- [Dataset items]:
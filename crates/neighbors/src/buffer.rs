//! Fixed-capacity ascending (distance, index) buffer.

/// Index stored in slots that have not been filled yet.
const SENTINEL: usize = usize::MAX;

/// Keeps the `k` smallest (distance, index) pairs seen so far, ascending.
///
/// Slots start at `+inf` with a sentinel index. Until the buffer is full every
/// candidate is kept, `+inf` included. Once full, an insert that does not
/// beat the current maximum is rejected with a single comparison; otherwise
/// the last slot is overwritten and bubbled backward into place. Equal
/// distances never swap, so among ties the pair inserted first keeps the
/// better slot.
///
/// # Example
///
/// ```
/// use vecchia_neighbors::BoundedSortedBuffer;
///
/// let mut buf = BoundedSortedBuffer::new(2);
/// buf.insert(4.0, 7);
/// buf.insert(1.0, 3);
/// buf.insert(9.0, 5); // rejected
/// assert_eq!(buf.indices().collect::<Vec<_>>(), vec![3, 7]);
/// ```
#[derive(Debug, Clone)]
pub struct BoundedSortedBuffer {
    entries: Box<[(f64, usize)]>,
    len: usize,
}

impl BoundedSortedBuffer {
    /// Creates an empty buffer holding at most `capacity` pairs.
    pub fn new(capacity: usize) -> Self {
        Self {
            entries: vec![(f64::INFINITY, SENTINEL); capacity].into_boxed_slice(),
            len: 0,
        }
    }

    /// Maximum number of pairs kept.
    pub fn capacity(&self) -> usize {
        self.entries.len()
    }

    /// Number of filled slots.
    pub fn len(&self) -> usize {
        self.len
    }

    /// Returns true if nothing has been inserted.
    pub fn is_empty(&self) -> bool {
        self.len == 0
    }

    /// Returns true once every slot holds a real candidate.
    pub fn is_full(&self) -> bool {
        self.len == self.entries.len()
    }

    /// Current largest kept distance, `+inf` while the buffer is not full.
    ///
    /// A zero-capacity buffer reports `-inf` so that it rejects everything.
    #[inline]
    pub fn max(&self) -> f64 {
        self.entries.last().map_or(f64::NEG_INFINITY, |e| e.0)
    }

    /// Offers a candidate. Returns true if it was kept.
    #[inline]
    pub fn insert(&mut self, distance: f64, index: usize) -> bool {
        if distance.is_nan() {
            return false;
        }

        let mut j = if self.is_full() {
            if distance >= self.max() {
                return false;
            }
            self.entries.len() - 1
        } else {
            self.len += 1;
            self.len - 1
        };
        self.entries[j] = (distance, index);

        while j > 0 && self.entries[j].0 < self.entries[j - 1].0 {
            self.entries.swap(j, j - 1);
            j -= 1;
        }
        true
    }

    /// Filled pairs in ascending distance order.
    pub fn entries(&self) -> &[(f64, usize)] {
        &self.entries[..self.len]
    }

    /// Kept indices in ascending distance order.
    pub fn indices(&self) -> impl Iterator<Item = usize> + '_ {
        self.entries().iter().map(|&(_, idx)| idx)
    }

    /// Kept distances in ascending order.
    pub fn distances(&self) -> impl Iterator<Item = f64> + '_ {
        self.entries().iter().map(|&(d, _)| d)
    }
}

- [Exercise instructions]:
Starting at the first line of the entries above, please extract each line up to and including the line with "pub struct BoundedSortedBuffer", unchanged, and add nothing.

- [Exercise response]:
filename crates/neighbors/src/buffer.rs
//! Fixed-capacity ascending (distance, index) buffer.

/// Index stored in slots that have not been filled yet.
const SENTINEL: usize = usize::MAX;

/// Keeps the `k` smallest (distance, index) pairs seen so far, ascending.
///
/// Slots start at `+inf` with a sentinel index. Until the buffer is full every
/// candidate is kept, `+inf` included. Once full, an insert that does not
/// beat the current maximum is rejected with a single comparison; otherwise
/// the last slot is overwritten and bubbled backward into place. Equal
/// distances never swap, so among ties the pair inserted first keeps the
/// better slot.
///
/// # Example
///
/// ```
/// use vecchia_neighbors::BoundedSortedBuffer;
///
/// let mut buf = BoundedSortedBuffer::new(2);
/// buf.insert(4.0, 7);
/// buf.insert(1.0, 3);
/// buf.insert(9.0, 5); // rejected
/// assert_eq!(buf.indices().collect::<Vec<_>>(), vec![3, 7]);
/// ```
#[derive(Debug, Clone)]
pub struct BoundedSortedBuffer {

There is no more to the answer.